A range or set with ^ as the first character is the inverse version.

Repetitions
  • * - Match the previous character (or class) zero or more times, as many times as possible.

  • + - Match the previous character (or class) one or more times, as many times as possible.

  • - - Match the previous character (or class) zero or more times, as few times as possible.

  • ? - Make the previous character (or class) optional.

Anchors
  • ^ - Match the start of the input string

  • $ - Match the end of the input string.

Special
  • %n - for n between 1 and 9; such item matches a substring equal to the n-th captured string.

  • %bxy - where x and y are two distinct characters; such item matches strings that start with x, end with y, and where the x and y are balanced.

  • %f[set] - a frontier pattern; such item matches an empty string at any position such that the next character belongs to set and the previous character does not belong to set.

Patterns enclosed in parantheses marks a capture and is saved according to index count. An empty paranthese will capture just the current index in the string.

Further example and more complete documentation can be found online in the official lua documentation on this subject.

This module is ported from the code from patterns(7) from OpenBSD’s httpd(8), which in turn is based on the pattern-matching code from the Lua language.

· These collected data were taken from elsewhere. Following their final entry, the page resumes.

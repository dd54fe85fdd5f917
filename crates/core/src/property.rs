// SPDX-License-Identifier: BUSL-1.1
// Copyright (c) 2026 Alfred Jean LLC

//! Service configuration maps.
//!
//! Services accept two string-keyed mappings at construction: semantic
//! *property* knobs and per-RPC *message payload* byte sizes. The surface
//! stays mapping-shaped; internally the keys are enums so typos fail at
//! construction instead of being silently ignored.

use indexmap::IndexMap;
use thiserror::Error;

#[derive(Debug, Clone, PartialEq, Eq, Error)]
pub enum PropertyError {
    #[error("unknown service property {0:?}")]
    UnknownProperty(String),
    #[error("unknown message payload {0:?}")]
    UnknownPayload(String),
    #[error("property {key}: cannot parse {value:?} as {wanted}")]
    BadValue { key: &'static str, value: String, wanted: &'static str },
}

/// Semantic configuration knobs.
#[derive(Debug, Clone, Copy, PartialEq, Eq, Hash)]
pub enum ServiceProperty {
    /// Batch: `fcfs`, `easy_bf`, `conservative_bf`.
    BatchSchedulingAlgorithm,
    /// Batch host choice: `first_fit`, `best_fit`, `round_robin`.
    /// Cloud VM placement: `first_fit`, `best_fit_ram`, `best_fit_cores`.
    HostSelectionAlgorithm,
    /// Storage streaming chunk size in bytes; `0` means one-shot.
    BufferSize,
    /// Storage LFS eviction: `none`, `lru`.
    CachingBehavior,
    SupportsPilotJobs,
    /// Proxy: seconds a cached replica entry stays fresh.
    CacheMaxLifetime,
    /// Proxy: collapse the tree walk into a best-child lookup.
    ReducedSimulation,
    /// HTCondor overheads, seconds.
    NegotiatorStartupOverhead,
    PreGridJobOverhead,
    PreNonGridJobOverhead,
    /// Cloud: seconds charged when a VM boots.
    VmBootOverhead,
    /// Batch: seconds added to every walltime before enforcement.
    WalltimePadding,
    /// Service restarts when its host comes back up.
    AutoRestart,
}

impl ServiceProperty {
    pub fn key(self) -> &'static str {
        match self {
            ServiceProperty::BatchSchedulingAlgorithm => "BATCH_SCHEDULING_ALGORITHM",
            ServiceProperty::HostSelectionAlgorithm => "HOST_SELECTION_ALGORITHM",
            ServiceProperty::BufferSize => "BUFFER_SIZE",
            ServiceProperty::CachingBehavior => "CACHING_BEHAVIOR",
            ServiceProperty::SupportsPilotJobs => "SUPPORTS_PILOT_JOBS",
            ServiceProperty::CacheMaxLifetime => "CACHE_MAX_LIFETIME",
            ServiceProperty::ReducedSimulation => "REDUCED_SIMULATION",
            ServiceProperty::NegotiatorStartupOverhead => "NEGOTIATOR_STARTUP_OVERHEAD",
            ServiceProperty::PreGridJobOverhead => "PRE_GRID_JOB_OVERHEAD",
            ServiceProperty::PreNonGridJobOverhead => "PRE_NON_GRID_JOB_OVERHEAD",
            ServiceProperty::VmBootOverhead => "VM_BOOT_OVERHEAD",
            ServiceProperty::WalltimePadding => "WALLTIME_PADDING",
            ServiceProperty::AutoRestart => "AUTO_RESTART",
        }
    }

    pub fn from_key(key: &str) -> Option<Self> {
        const ALL: [ServiceProperty; 13] = [
            ServiceProperty::BatchSchedulingAlgorithm,
            ServiceProperty::HostSelectionAlgorithm,
            ServiceProperty::BufferSize,
            ServiceProperty::CachingBehavior,
            ServiceProperty::SupportsPilotJobs,
            ServiceProperty::CacheMaxLifetime,
            ServiceProperty::ReducedSimulation,
            ServiceProperty::NegotiatorStartupOverhead,
            ServiceProperty::PreGridJobOverhead,
            ServiceProperty::PreNonGridJobOverhead,
            ServiceProperty::VmBootOverhead,
            ServiceProperty::WalltimePadding,
            ServiceProperty::AutoRestart,
        ];
        ALL.into_iter().find(|p| p.key() == key)
    }
}

/// Typed view over a string-keyed property mapping.
#[derive(Debug, Clone, Default, PartialEq)]
pub struct PropertyMap {
    values: IndexMap<ServiceProperty, String>,
}

impl PropertyMap {
    pub fn new() -> Self {
        Self::default()
    }

    /// Build from `(key, value)` string pairs; unknown keys are rejected.
    pub fn from_pairs<'a>(
        pairs: impl IntoIterator<Item = (&'a str, &'a str)>,
    ) -> Result<Self, PropertyError> {
        let mut map = Self::new();
        for (k, v) in pairs {
            let key = ServiceProperty::from_key(k)
                .ok_or_else(|| PropertyError::UnknownProperty(k.to_string()))?;
            map.values.insert(key, v.to_string());
        }
        Ok(map)
    }

    pub fn set(&mut self, key: ServiceProperty, value: impl Into<String>) -> &mut Self {
        self.values.insert(key, value.into());
        self
    }

    pub fn with(mut self, key: ServiceProperty, value: impl Into<String>) -> Self {
        self.values.insert(key, value.into());
        self
    }

    pub fn get(&self, key: ServiceProperty) -> Option<&str> {
        self.values.get(&key).map(String::as_str)
    }

    pub fn get_or(&self, key: ServiceProperty, default: &'static str) -> &str {
        self.get(key).unwrap_or(default)
    }

    pub fn get_f64(&self, key: ServiceProperty, default: f64) -> Result<f64, PropertyError> {
        match self.get(key) {
            None => Ok(default),
            Some(v) => v.parse().map_err(|_| PropertyError::BadValue {
                key: key.key(),
                value: v.to_string(),
                wanted: "f64",
            }),
        }
    }

    pub fn get_u64(&self, key: ServiceProperty, default: u64) -> Result<u64, PropertyError> {
        match self.get(key) {
            None => Ok(default),
            Some(v) => v.parse().map_err(|_| PropertyError::BadValue {
                key: key.key(),
                value: v.to_string(),
                wanted: "u64",
            }),
        }
    }

    pub fn get_bool(&self, key: ServiceProperty, default: bool) -> Result<bool, PropertyError> {
        match self.get(key) {
            None => Ok(default),
            Some("true") => Ok(true),
            Some("false") => Ok(false),
            Some(v) => Err(PropertyError::BadValue {
                key: key.key(),
                value: v.to_string(),
                wanted: "bool",
            }),
        }
    }
}

/// RPC kinds whose control messages carry a configurable byte size.
#[derive(Debug, Clone, Copy, PartialEq, Eq, Hash)]
pub enum MessagePayload {
    DaemonStopped,
    JobSubmitRequest,
    JobSubmitAnswer,
    JobDoneNotification,
    JobFailedNotification,
    JobKillRequest,
    JobKillAnswer,
    ResourceInfoRequest,
    ResourceInfoAnswer,
    FreeSpaceRequest,
    FreeSpaceAnswer,
    FileLookupRequest,
    FileLookupAnswer,
    FileDeleteRequest,
    FileDeleteAnswer,
    FileReadRequest,
    FileReadAnswer,
    FileWriteRequest,
    FileWriteAnswer,
    FileCopyRequest,
    FileCopyAnswer,
    RegistryAddRequest,
    RegistryAddAnswer,
    RegistryLookupRequest,
    RegistryLookupAnswer,
    RegistryRemoveRequest,
    RegistryRemoveAnswer,
    VmCreateRequest,
    VmCreateAnswer,
    VmLifecycleRequest,
    VmLifecycleAnswer,
}

impl MessagePayload {
    pub fn key(self) -> &'static str {
        match self {
            MessagePayload::DaemonStopped => "DAEMON_STOPPED_PAYLOAD",
            MessagePayload::JobSubmitRequest => "JOB_SUBMIT_REQUEST_PAYLOAD",
            MessagePayload::JobSubmitAnswer => "JOB_SUBMIT_ANSWER_PAYLOAD",
            MessagePayload::JobDoneNotification => "JOB_DONE_PAYLOAD",
            MessagePayload::JobFailedNotification => "JOB_FAILED_PAYLOAD",
            MessagePayload::JobKillRequest => "JOB_KILL_REQUEST_PAYLOAD",
            MessagePayload::JobKillAnswer => "JOB_KILL_ANSWER_PAYLOAD",
            MessagePayload::ResourceInfoRequest => "RESOURCE_INFO_REQUEST_PAYLOAD",
            MessagePayload::ResourceInfoAnswer => "RESOURCE_INFO_ANSWER_PAYLOAD",
            MessagePayload::FreeSpaceRequest => "FREE_SPACE_REQUEST_PAYLOAD",
            MessagePayload::FreeSpaceAnswer => "FREE_SPACE_ANSWER_PAYLOAD",
            MessagePayload::FileLookupRequest => "FILE_LOOKUP_REQUEST_PAYLOAD",
            MessagePayload::FileLookupAnswer => "FILE_LOOKUP_ANSWER_PAYLOAD",
            MessagePayload::FileDeleteRequest => "FILE_DELETE_REQUEST_PAYLOAD",
            MessagePayload::FileDeleteAnswer => "FILE_DELETE_ANSWER_PAYLOAD",
            MessagePayload::FileReadRequest => "FILE_READ_REQUEST_PAYLOAD",
            MessagePayload::FileReadAnswer => "FILE_READ_ANSWER_PAYLOAD",
            MessagePayload::FileWriteRequest => "FILE_WRITE_REQUEST_PAYLOAD",
            MessagePayload::FileWriteAnswer => "FILE_WRITE_ANSWER_PAYLOAD",
            MessagePayload::FileCopyRequest => "FILE_COPY_REQUEST_PAYLOAD",
            MessagePayload::FileCopyAnswer => "FILE_COPY_ANSWER_PAYLOAD",
            MessagePayload::RegistryAddRequest => "REGISTRY_ADD_REQUEST_PAYLOAD",
            MessagePayload::RegistryAddAnswer => "REGISTRY_ADD_ANSWER_PAYLOAD",
            MessagePayload::RegistryLookupRequest => "REGISTRY_LOOKUP_REQUEST_PAYLOAD",
            MessagePayload::RegistryLookupAnswer => "REGISTRY_LOOKUP_ANSWER_PAYLOAD",
            MessagePayload::RegistryRemoveRequest => "REGISTRY_REMOVE_REQUEST_PAYLOAD",
            MessagePayload::RegistryRemoveAnswer => "REGISTRY_REMOVE_ANSWER_PAYLOAD",
            MessagePayload::VmCreateRequest => "VM_CREATE_REQUEST_PAYLOAD",
            MessagePayload::VmCreateAnswer => "VM_CREATE_ANSWER_PAYLOAD",
            MessagePayload::VmLifecycleRequest => "VM_LIFECYCLE_REQUEST_PAYLOAD",
            MessagePayload::VmLifecycleAnswer => "VM_LIFECYCLE_ANSWER_PAYLOAD",
        }
    }
}

/// Per-RPC control-message byte sizes. Missing entries fall back to the
/// map's default (0 B: control messages cost only latency).
#[derive(Debug, Clone, Default, PartialEq)]
pub struct PayloadMap {
    values: IndexMap<MessagePayload, u64>,
    default: u64,
}

impl PayloadMap {
    pub fn new() -> Self {
        Self::default()
    }

    /// Uniform payload for every RPC kind (handy in tests).
    pub fn uniform(bytes: u64) -> Self {
        Self { values: IndexMap::new(), default: bytes }
    }

    pub fn set(&mut self, kind: MessagePayload, bytes: u64) -> &mut Self {
        self.values.insert(kind, bytes);
        self
    }

    pub fn with(mut self, kind: MessagePayload, bytes: u64) -> Self {
        self.values.insert(kind, bytes);
        self
    }

    pub fn get(&self, kind: MessagePayload) -> u64 {
        self.values.get(&kind).copied().unwrap_or(self.default)
    }
}

#[cfg(test)]
#[path = "property_tests.rs"]
mod tests;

License is MIT.

Const

ERROR_NO_MATCH*                 = -1;
ERROR_TO_COMPLEX*               = -2;
ERROR_MALFORMED_PATTERN*        = -3;
ERROR_MAX_REPITITIONS*          = -4;
ERROR_INVALID_CAPTURE_IDX*      = -5;
ERROR_INVALID_PATTERN_CAPTURE*  = -6;
ERROR_TO_MANY_CAPTURE*          = -7;

Types

Pattern* = RECORD
            matchdepth : INTEGER; (* control of recursive depth to avoid stack overflow *)
            repetitioncounter : INTEGER; (* control the repetition items *)
            maxcaptures : INTEGER; (* configured capture limit *)
        sinit, slen : LENGTH; (* start & len match in src *)
        send, pend : LENGTH; (* end index of src, pat *)
            error- : INTEGER; (* Should be 0 *)
            level- : INTEGER; (* total number of captures (finished or unfinished) *)
            capture : ARRAY MAXCAPTURES OF StringMatch;
    END;

Procedures

Pattern.Match

Find first occurence of pattern in str. Return to TRUE if pattern is found.

PROCEDURE (VAR this : Pattern) Match* (pat-, str-: ARRAY OF CHAR): BOOLEAN;

Pattern.Find

Find occurence of pattern in str start at index start. Return start of match position or -1 if no match.

PROCEDURE (VAR this : Pattern) Find* (pat-, str-: ARRAY OF CHAR; start : LENGTH): LENGTH;

Pattern.Capture

Get start position and length into src string of capture at index. For match pattern index 0 it return position and length of whole string match. Return TRUE if a valid capture exists and no error flag is set.

PROCEDURE (VAR this : Pattern) Capture* (index : INTEGER; VAR start, len : LENGTH): BOOLEAN;